### INPUT DATA

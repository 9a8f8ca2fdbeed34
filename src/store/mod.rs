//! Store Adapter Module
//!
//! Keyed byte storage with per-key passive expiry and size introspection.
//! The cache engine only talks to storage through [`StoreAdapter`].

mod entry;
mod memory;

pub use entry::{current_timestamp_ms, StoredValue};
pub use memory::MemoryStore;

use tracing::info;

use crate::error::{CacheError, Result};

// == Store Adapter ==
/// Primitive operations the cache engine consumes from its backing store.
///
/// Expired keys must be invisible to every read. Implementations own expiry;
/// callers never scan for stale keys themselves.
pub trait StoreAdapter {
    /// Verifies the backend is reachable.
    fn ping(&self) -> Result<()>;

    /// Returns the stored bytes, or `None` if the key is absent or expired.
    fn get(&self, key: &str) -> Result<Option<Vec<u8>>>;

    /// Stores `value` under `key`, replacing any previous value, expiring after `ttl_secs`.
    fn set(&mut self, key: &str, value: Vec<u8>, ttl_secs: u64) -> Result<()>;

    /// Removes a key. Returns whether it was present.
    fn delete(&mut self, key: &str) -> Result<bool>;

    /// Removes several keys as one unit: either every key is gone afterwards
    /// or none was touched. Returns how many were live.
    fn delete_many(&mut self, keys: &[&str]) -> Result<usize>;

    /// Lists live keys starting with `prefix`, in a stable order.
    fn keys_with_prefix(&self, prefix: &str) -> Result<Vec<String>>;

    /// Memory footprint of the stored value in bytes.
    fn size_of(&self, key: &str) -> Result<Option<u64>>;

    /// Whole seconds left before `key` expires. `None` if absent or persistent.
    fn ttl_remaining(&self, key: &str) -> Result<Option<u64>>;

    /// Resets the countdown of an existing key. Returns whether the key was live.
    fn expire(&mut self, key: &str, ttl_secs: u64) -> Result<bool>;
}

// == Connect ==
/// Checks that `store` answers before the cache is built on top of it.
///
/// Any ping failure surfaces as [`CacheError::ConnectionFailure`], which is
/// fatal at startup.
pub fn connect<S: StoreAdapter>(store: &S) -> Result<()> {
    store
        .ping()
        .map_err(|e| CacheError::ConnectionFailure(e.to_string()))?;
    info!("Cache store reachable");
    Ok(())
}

######
### INPUT DATA

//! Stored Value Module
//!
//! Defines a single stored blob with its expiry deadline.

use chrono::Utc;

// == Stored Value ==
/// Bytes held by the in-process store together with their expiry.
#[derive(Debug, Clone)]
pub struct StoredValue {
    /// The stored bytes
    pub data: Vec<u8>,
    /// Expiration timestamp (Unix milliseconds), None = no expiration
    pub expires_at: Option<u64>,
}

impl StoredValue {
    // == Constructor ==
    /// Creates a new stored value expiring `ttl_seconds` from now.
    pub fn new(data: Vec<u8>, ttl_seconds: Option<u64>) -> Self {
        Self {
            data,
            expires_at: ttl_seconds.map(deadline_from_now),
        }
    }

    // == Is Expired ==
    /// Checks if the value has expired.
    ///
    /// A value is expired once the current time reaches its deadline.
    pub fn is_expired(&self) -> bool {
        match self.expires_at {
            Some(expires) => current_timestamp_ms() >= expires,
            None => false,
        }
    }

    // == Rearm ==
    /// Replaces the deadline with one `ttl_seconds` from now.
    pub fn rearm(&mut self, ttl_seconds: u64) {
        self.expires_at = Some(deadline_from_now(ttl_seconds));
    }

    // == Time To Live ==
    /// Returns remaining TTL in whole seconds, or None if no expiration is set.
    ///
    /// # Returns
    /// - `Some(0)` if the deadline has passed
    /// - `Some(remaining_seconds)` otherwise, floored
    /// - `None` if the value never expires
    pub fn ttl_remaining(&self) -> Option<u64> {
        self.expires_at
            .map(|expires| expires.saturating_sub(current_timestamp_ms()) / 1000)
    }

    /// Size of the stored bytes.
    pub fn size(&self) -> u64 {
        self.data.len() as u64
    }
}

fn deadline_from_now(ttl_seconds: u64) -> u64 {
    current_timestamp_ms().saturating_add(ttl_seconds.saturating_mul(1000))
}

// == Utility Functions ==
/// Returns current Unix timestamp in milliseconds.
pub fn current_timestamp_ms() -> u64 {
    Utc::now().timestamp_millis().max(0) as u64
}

######

Among the lines above, find those carrying the word "Option" and copy them out.

RESPONSE TO THE EXERCISE:
    fn get(&self, key: &str) -> Result<Option<Vec<u8>>>;
    fn size_of(&self, key: &str) -> Result<Option<u64>>;
    fn ttl_remaining(&self, key: &str) -> Result<Option<u64>>;
    pub expires_at: Option<u64>,
    pub fn new(data: Vec<u8>, ttl_seconds: Option<u64>) -> Self {
    pub fn ttl_remaining(&self) -> Option<u64> {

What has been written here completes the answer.